29.10.08

da certeza...


Geoffroy Demarquet


Frente à janela, olhava para a rua escura que se encontrava iluminada, de modo pontual, por uma luz amarelada ternamente pousada no chão frio. Atrás de si, o eco das palavras jazia suspenso no ar. A paralisia dos movimentos era agora medida a desilusões que jorravam do coração em direcção ao chão da sala, envolta numa penumbra tépida. O olhar morto e focado nos círculos amarelos desenhados pela luz da rua. Ainda respirava. A seco, uma dormência tremenda tinha sido projectada no estômago. As paredes pareciam agora movimentar-se aproximando-se. O tamanho da sala diminuía à velocidade que o sangue corria para longe do coração. Fechou os olhos e disse para consigo: «Conheço esta sensação. Conheço-lhe os contornos e a cor. Conheço-lhe a emoção que abandona em quem fica. Já não há retorno.»
Voltou-se suavemente. Olhou-a nos olhos e viu neles desenhada a desatenção. E sentiu profundamente, mais uma vez, como é tão definitiva esta sensação. E pensou, baixando os olhos lentamente: «Quase que podia escrever um livro sobre a desatenção. Como, por vezes… na maioria das vezes, ela assume as roupas excêntricas daqueles vizinhos que chegam, um dia de um lugar que ninguém sabe onde fica, e sem darmos conta entram pelas portas das nossas vidas adentro com as malas nas mãos, que não vemos tão indignados que estamos pelo abuso de confiança, e mudam-se para ocupar o nosso lugar.»
Pegou no casaco e na mala. Olhou em redor e saiu. Desceu as escadas do prédio. Entrou devagar no frio da rua e começou a caminhar. Lentamente, cada passo dado possuía uma tonalidade nova na cor da certeza do que a esperava. Sabia que não estava confusa. A desatenção é a anfitriã do amor que habita no passado e que entretanto se mudou sem deixar morada. Estava apenas sozinha e a caminhar numa direcção nova. Consciente de um futuro diferente que se desenhava à sua frente.
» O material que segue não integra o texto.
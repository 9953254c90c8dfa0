use futures::future::{BoxFuture, try_join_all};
use serde_json::{Value, json};

use scibridge_core::native;
use scibridge_core::{
    BridgeConfig, Collection, EntityKind, FilterSpec, Record, Relation, WhereNode,
};
use scibridge_error::{Error, InternalError};
use scibridge_fetch::Catalog;
use scibridge_filter::{pin_identity, translate};

use crate::LOG_TARGET;
use crate::mapping::{
    base_mapping, clean_pid, files_of, instrument, instrument_fields, is_present, members,
    parameters, techniques,
};
use crate::path::{HydrationPath, Step};

/// Turns native records into public ones, resolving the relations a filter includes.
///
/// Relations the raw record embeds are mapped in place; `samples`, `document` and
/// `datasets` need secondary fetches through the [`Catalog`].
#[derive(Debug, Clone)]
pub struct Hydrator {
    catalog: Catalog,
    facility: String,
}

impl Hydrator {
    pub fn new(catalog: Catalog, config: &BridgeConfig) -> Self {
        Self {
            catalog,
            facility: config.facility.clone(),
        }
    }

    pub fn catalog(&self) -> &Catalog {
        &self.catalog
    }

    /// Hydrates one top-level record of `kind` against the public `filter`.
    #[tracing::instrument(target = "scibridge-hydrate", skip_all, fields(entity = %kind))]
    pub async fn hydrate(
        &self,
        kind: EntityKind,
        raw: &Record,
        filter: &FilterSpec,
    ) -> Result<Record, Error> {
        self.hydrate_on(kind, raw, filter, HydrationPath::root(kind))
            .await
    }

    /// Hydrates every record concurrently, keeping their order.
    pub async fn hydrate_all(
        &self,
        kind: EntityKind,
        raws: &[Record],
        filter: &FilterSpec,
    ) -> Result<Vec<Record>, Error> {
        try_join_all(raws.iter().map(|raw| self.hydrate(kind, raw, filter))).await
    }

    fn hydrate_on<'a>(
        &'a self,
        kind: EntityKind,
        raw: &'a Record,
        filter: &'a FilterSpec,
        path: HydrationPath,
    ) -> BoxFuture<'a, Result<Record, Error>> {
        Box::pin(async move {
            let mut hydrated = match kind {
                EntityKind::Instrument => instrument_fields(Some(raw), &self.facility),
                _ => base_mapping(kind, raw)?,
            };
            for (name, scope) in filter.inclusions() {
                let (relation, next) = match path.step(kind, name) {
                    Step::Expand(relation, next) => (relation, next),
                    Step::Unknown => {
                        tracing::debug!(
                            target: LOG_TARGET,
                            entity = %kind,
                            relation = name,
                            "unknown relation left out"
                        );
                        continue;
                    }
                    Step::Revisit(relation) => {
                        tracing::debug!(
                            target: LOG_TARGET,
                            entity = %kind,
                            %relation,
                            depth = path.depth(),
                            "relation target already on the path"
                        );
                        continue;
                    }
                };
                let value = self.relation(kind, relation, raw, &scope, next).await?;
                hydrated.insert(name.to_string(), value);
            }
            Ok(Value::Object(hydrated))
        })
    }

    async fn relation(
        &self,
        kind: EntityKind,
        relation: Relation,
        raw: &Record,
        scope: &FilterSpec,
        path: HydrationPath,
    ) -> Result<Value, Error> {
        match (kind, relation) {
            (EntityKind::Dataset, Relation::Files) => Ok(Value::Array(files_of(raw))),
            (EntityKind::Dataset, Relation::Instrument) => Ok(instrument(raw, &self.facility)),
            (EntityKind::Dataset, Relation::Parameters) => Ok(parameters(raw, scope)),
            (EntityKind::Dataset, Relation::Techniques) => Ok(techniques(raw)),
            (EntityKind::Dataset, Relation::Samples) => self.samples(raw, scope).await,
            (EntityKind::Dataset, Relation::Document) => self.document(raw, scope, path).await,
            // Publications carry no scientific metadata.
            (EntityKind::Document, Relation::Parameters) => Ok(json!([])),
            (EntityKind::Document, Relation::Members) => Ok(members(raw, scope)),
            (EntityKind::Document, Relation::Datasets) => self.datasets(raw, scope, path).await,
            (kind, relation) => Err(InternalError::InvalidState(format!(
                "no hydration for `{relation}` on `{kind}`"
            ))
            .into()),
        }
    }

    /// The dataset's sample, narrowed by the scope's own conditions.
    async fn samples(&self, raw: &Record, scope: &FilterSpec) -> Result<Value, Error> {
        let Some(sample_id) = raw.get(native::SAMPLE_ID).filter(|v| is_present(v)) else {
            return Ok(json!([]));
        };
        let translated = translate(EntityKind::Sample, scope)?;
        let identity = WhereNode::leaf(Collection::Samples.id_field(), sample_id.clone());
        let filter = FilterSpec::with_where(pin_identity(identity, translated.where_clause));

        let found = self.catalog.samples().find(&filter).await?;
        let samples = found
            .iter()
            .map(|sample| base_mapping(EntityKind::Sample, sample).map(Value::Object))
            .collect::<Result<Vec<_>, _>>()?;
        Ok(Value::Array(samples))
    }

    /// First publication listing the dataset, hydrated with the nested scope.
    async fn document(
        &self,
        raw: &Record,
        scope: &FilterSpec,
        path: HydrationPath,
    ) -> Result<Value, Error> {
        let Some(pid) = raw.get(native::PID).filter(|v| is_present(v)) else {
            return Ok(json!({}));
        };
        let translated = translate(EntityKind::Document, scope)?;
        let identity = WhereNode::leaf(native::PID_ARRAY, pid.clone());
        let filter = FilterSpec::with_where(pin_identity(identity, translated.where_clause));

        let found = self.catalog.publications().find(&filter).await?;
        match found.first() {
            Some(publication) => {
                self.hydrate_on(EntityKind::Document, publication, scope, path)
                    .await
            }
            None => Ok(json!({})),
        }
    }

    /// Every dataset the publication lists, in listing order. Identifiers the store does not
    /// know, or whose dataset fails the scope, are left out.
    async fn datasets(
        &self,
        raw: &Record,
        scope: &FilterSpec,
        path: HydrationPath,
    ) -> Result<Value, Error> {
        let pids: Vec<&str> = raw
            .get(native::PID_ARRAY)
            .and_then(Value::as_array)
            .into_iter()
            .flatten()
            .filter_map(Value::as_str)
            .map(clean_pid)
            .collect();
        if pids.is_empty() {
            return Ok(json!([]));
        }
        let translated = translate(EntityKind::Dataset, scope)?;

        let lookups = pids.iter().map(|pid| {
            let filter = FilterSpec {
                where_clause: Some(pin_identity(
                    WhereNode::leaf(native::PID, *pid),
                    translated.where_clause.clone(),
                )),
                include: translated.include.clone(),
                ..FilterSpec::default()
            };
            async move {
                let found = self.catalog.datasets().find(&filter).await?;
                Ok::<_, Error>(found.into_iter().next())
            }
        });
        let found = try_join_all(lookups).await?;
        tracing::debug!(
            target: LOG_TARGET,
            listed = pids.len(),
            found = found.iter().flatten().count(),
            "resolved publication datasets"
        );

        let hydrated = try_join_all(found.iter().flatten().map(|dataset| {
            self.hydrate_on(EntityKind::Dataset, dataset, scope, path.clone())
        }))
        .await?;
        Ok(Value::Array(hydrated))
    }
}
Tal como um bom vinho, era preciso saber esperar.



3 Comments:

Anonymous Anónimo said...

Continua a delicadeza da escrita, e a atenção...
eu, debelando a desatenção, volto sempre "aqui"...
Bjs
Lu

30/10/08 20:55  
Blogger M. said...

Minha querida Lu
Contigo permanece a amabilidade das palavras que me ofereces :)...
E quanto à desatenção, a minha dívida para contigo parece não ter fundo. :(
Um beijo grande na testa e um abraço

31/10/08 11:09  
Anonymous Anónimo said...

Esse é o dia em que aprendemos a dizer «antigamente».